• [Exercise directions]:
Report all lines of the data below that hold the word "debug".

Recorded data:
impl Interpreter {
    pub fn new(memory: Memory) -> Interpreter {
        Interpreter {
            registers: [0; NUM_REGISTERS],
            flags: Flags::default(),
            pc: None,
            stack: Vec::new(),
            memory,
            state: State::Running,
            source: None,
            parsed: false,
        }
    }

    /// Point the interpreter at a (possibly new) source file. The program
    /// is assembled lazily on the next tick, and execution restarts at 0.
    pub fn set_source(&mut self, path: &Path) {
        self.source = Some(path.to_path_buf());
        self.parsed = false;
        self.pc = None;
        self.state = State::Running;
    }

    /// Perform one step: at most one instruction, or one drain of the
    /// keyboard queue while a blocking read is in progress. Every fault
    /// surfaces here with PC still on the faulting instruction.
    pub fn tick(&mut self) -> Result<Signal, Error> {
        if !self.parsed {
            if let Some(path) = self.source.clone() {
                self.load_program(&path)?;
                self.parsed = true;
                self.pc = None;
            }
        }
        if let State::Reading { .. } = self.state {
            return self.service_read();
        }
        let pc = match self.pc {
            Some(pc) => pc,
            None => {
                self.pc = Some(0);
                0
            }
        };
        if !self.memory.is_valid_instr_addr(pc) {
            return Ok(Signal::Halted);
        }
        let instruction = self.memory.get_instruction(pc as usize)?.clone();
        tracing::trace!(pc, instr = %instruction.as_asm(), "executing");
        match instruction.execute(self)? {
            Step::Next => {
                self.pc = Some(pc + 1);
                Ok(Signal::Ok)
            }
            Step::Jump => Ok(Signal::Ok),
            Step::Block => Ok(Signal::Reading),
        }
    }

    fn load_program(&mut self, path: &Path) -> Result<(), Error> {
        let source = fs::read_to_string(path)?;
        self.memory.clear_program();
        parser::assemble(&source, &mut self.memory)?;
        Ok(())
    }

    /// Pull characters off the keyboard FIFO until a carriage return (13)
    /// completes the line; then convert, store, and move past the load.
    fn service_read(&mut self) -> Result<Signal, Error> {
        let keyboard = match self.memory.get_keyboard_pointer() {
            Some(keyboard) => keyboard,
            None => return Ok(Signal::Reading),
        };
        let mut completed = None;
        if let State::Reading { dest, buffer } = &mut self.state {
            while let Some(code) = keyboard.pop() {
                if code == 13 {
                    completed = Some((dest.clone(), convert_keyboard_input(buffer)));
                    break;
                }
                buffer.push(code as char);
            }
        }
        match completed {
            Some((dest, value)) => {
                self.store(&dest, value)?;
                tracing::debug!(value, dest = %dest.as_asm(), "keyboard read complete");
                self.state = State::Running;
                self.pc = Some(self.current_pc() + 1);
                Ok(Signal::Ok)
            }
            None => Ok(Signal::Reading),
        }
    }

    /// The value of an operand. Memory operands go through the full address
    /// validation; the keyboard port is rejected here because reads from it
    /// are only meaningful through the MOV blocking path.
    pub(crate) fn eval(&self, operand: &Operand) -> Result<i16, Error> {
        match operand {
            Operand::Reg(i) => Ok(self.registers[*i]),
            Operand::Imm(n) => Ok(*n),
            Operand::MemConst(a) => self.memory.get_data(*a as i32),
            Operand::MemReg(i) => self.memory.get_data(self.registers[*i] as i32),
            Operand::LabelRef(_) => panic!("label reference has no value"),
        }
    }

    /// Commit a result. Registers saturate to 16 bits; memory applies its
    /// own clamping and video masking.
    pub(crate) fn store(&mut self, dest: &Operand, value: i64) -> Result<(), Error> {
        match dest {
            Operand::Reg(i) => {
                self.registers[*i] = clamp16(value);
                Ok(())
            }
            Operand::MemConst(a) => self.memory.set_data(*a as i32, value),
            Operand::MemReg(i) => self.memory.set_data(self.registers[*i] as i32, value),
            _ => panic!("destination operand is not writable"),
        }
    }

    /// The data address a memory operand refers to, or None for operands
    /// that never touch memory.
    pub(crate) fn memory_address(&self, operand: &Operand) -> Option<i32> {
        match operand {
            Operand::MemConst(a) => Some(*a as i32),
            Operand::MemReg(i) => Some(self.registers[*i] as i32),
            _ => None,
        }
    }

    pub(crate) fn branch_target(&self, operand: &Operand) -> Result<usize, Error> {
        match operand {
            Operand::LabelRef(name) => self.memory.resolve_label(name),
            _ => panic!("branch target must be a label"),
        }
    }

    pub(crate) fn begin_read(&mut self, dest: Operand) {
        tracing::debug!(dest = %dest.as_asm(), "entering keyboard read");
        self.state = State::Reading { dest, buffer: String::new() };
    }

    pub(crate) fn jump_to(&mut self, target: usize) {
        self.pc = Some(target as i32);
    }

    pub(crate) fn set_pc(&mut self, pc: i32) {
        self.pc = Some(pc);
    }

    pub(crate) fn current_pc(&self) -> i32 {
        match self.pc {
            Some(pc) => pc,
            None => panic!("PC unset during execution"),
        }
    }

    pub(crate) fn stack_push(&mut self, value: i32) {
        self.stack.push(value);
    }

    pub(crate) fn stack_pop(&mut self) -> Option<i32> {
        self.stack.pop()
    }

    pub(crate) fn flags_mut(&mut self) -> &mut Flags {
        &mut self.flags
    }

    // Read-only inspection for the host.

    pub fn registers(&self) -> &[i16; NUM_REGISTERS] {
        &self.registers
    }

    pub fn flags(&self) -> Flags {
        self.flags
    }

    pub fn pc(&self) -> Option<i32> {
        self.pc
    }

    pub fn stack(&self) -> &[i32] {
        &self.stack
    }

    pub fn memory(&self) -> &Memory {
        &self.memory
    }

    pub fn is_reading(&self) -> bool {
        matches!(self.state, State::Reading { .. })
    }

    /// Text of the instruction under the PC, for fault reporting.
    pub fn current_instruction_text(&self) -> String {
        match self.pc {
            Some(pc) if self.memory.is_valid_instr_addr(pc) => self
                .memory
                .get_instruction(pc as usize)
                .map(|instruction| instruction.as_asm())
                .unwrap_or_else(|_| String::from("<none>")),
            _ => String::from("<none>"),
        }
    }
}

• [Written solution]:
                tracing::debug!(value, dest = %dest.as_asm(), "keyboard read complete");
        tracing::debug!(dest = %dest.as_asm(), "entering keyboard read");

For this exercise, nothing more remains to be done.